▸ WORK TO BE COMPLETED:
The entries below hold a line with "a Tokio runtime." and a line with "let config = self.config.clone();". Return those lines and all that lie between them, exactly and only.

▸ EXTRACTED ENTRIES:
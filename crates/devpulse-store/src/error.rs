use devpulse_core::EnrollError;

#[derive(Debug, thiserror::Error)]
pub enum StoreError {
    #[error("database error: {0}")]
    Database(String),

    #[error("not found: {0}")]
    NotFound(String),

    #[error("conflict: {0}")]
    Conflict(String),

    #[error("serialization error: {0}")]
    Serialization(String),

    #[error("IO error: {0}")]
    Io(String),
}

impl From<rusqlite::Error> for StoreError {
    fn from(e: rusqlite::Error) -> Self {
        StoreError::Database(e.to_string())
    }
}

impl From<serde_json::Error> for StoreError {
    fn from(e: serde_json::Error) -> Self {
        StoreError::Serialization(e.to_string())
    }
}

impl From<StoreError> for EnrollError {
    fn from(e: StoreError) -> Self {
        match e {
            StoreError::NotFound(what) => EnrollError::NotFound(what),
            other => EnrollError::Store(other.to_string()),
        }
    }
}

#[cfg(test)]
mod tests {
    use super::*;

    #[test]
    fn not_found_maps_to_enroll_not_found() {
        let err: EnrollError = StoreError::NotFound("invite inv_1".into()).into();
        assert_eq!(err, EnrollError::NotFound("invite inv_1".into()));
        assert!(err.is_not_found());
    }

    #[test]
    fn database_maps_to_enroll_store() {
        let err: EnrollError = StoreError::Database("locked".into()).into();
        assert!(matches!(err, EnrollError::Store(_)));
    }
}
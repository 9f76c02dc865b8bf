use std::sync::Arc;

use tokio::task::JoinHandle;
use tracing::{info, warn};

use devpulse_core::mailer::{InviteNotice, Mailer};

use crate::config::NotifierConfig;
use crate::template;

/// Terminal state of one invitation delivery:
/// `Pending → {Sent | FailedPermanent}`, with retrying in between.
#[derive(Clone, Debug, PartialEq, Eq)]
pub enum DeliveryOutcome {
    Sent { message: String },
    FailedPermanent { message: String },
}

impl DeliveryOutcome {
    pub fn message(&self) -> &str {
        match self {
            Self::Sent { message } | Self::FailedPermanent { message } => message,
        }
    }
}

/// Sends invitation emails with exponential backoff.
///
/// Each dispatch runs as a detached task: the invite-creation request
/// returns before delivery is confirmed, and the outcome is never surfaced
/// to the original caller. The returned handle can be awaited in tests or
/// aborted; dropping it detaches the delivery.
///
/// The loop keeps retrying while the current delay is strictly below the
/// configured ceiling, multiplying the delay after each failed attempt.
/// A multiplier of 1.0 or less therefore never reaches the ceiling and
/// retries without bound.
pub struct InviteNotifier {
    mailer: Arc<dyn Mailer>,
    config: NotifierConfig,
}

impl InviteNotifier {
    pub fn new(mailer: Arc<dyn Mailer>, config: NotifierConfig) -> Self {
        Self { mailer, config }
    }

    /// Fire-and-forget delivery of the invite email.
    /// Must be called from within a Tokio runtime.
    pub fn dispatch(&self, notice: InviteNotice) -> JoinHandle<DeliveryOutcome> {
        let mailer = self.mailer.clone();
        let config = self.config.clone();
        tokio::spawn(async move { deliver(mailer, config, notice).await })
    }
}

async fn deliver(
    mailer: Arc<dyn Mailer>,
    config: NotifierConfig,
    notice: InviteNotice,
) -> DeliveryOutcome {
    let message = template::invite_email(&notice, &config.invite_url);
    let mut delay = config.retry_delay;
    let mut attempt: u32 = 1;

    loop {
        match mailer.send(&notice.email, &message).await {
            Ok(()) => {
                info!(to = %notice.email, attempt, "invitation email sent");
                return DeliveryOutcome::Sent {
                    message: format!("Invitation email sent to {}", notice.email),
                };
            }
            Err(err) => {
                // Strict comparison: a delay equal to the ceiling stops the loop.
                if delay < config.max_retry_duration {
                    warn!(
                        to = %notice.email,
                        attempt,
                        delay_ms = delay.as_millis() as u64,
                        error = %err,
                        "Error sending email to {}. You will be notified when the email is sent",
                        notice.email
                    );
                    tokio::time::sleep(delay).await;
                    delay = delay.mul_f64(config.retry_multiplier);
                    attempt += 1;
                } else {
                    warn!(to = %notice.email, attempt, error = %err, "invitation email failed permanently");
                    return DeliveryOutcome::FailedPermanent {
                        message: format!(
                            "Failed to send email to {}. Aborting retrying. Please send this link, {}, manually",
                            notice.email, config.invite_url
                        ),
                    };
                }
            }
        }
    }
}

▸ RESULT FOR THIS TASK:
    /// Must be called from within a Tokio runtime.
    pub fn dispatch(&self, notice: InviteNotice) -> JoinHandle<DeliveryOutcome> {
        let mailer = self.mailer.clone();
        let config = self.config.clone();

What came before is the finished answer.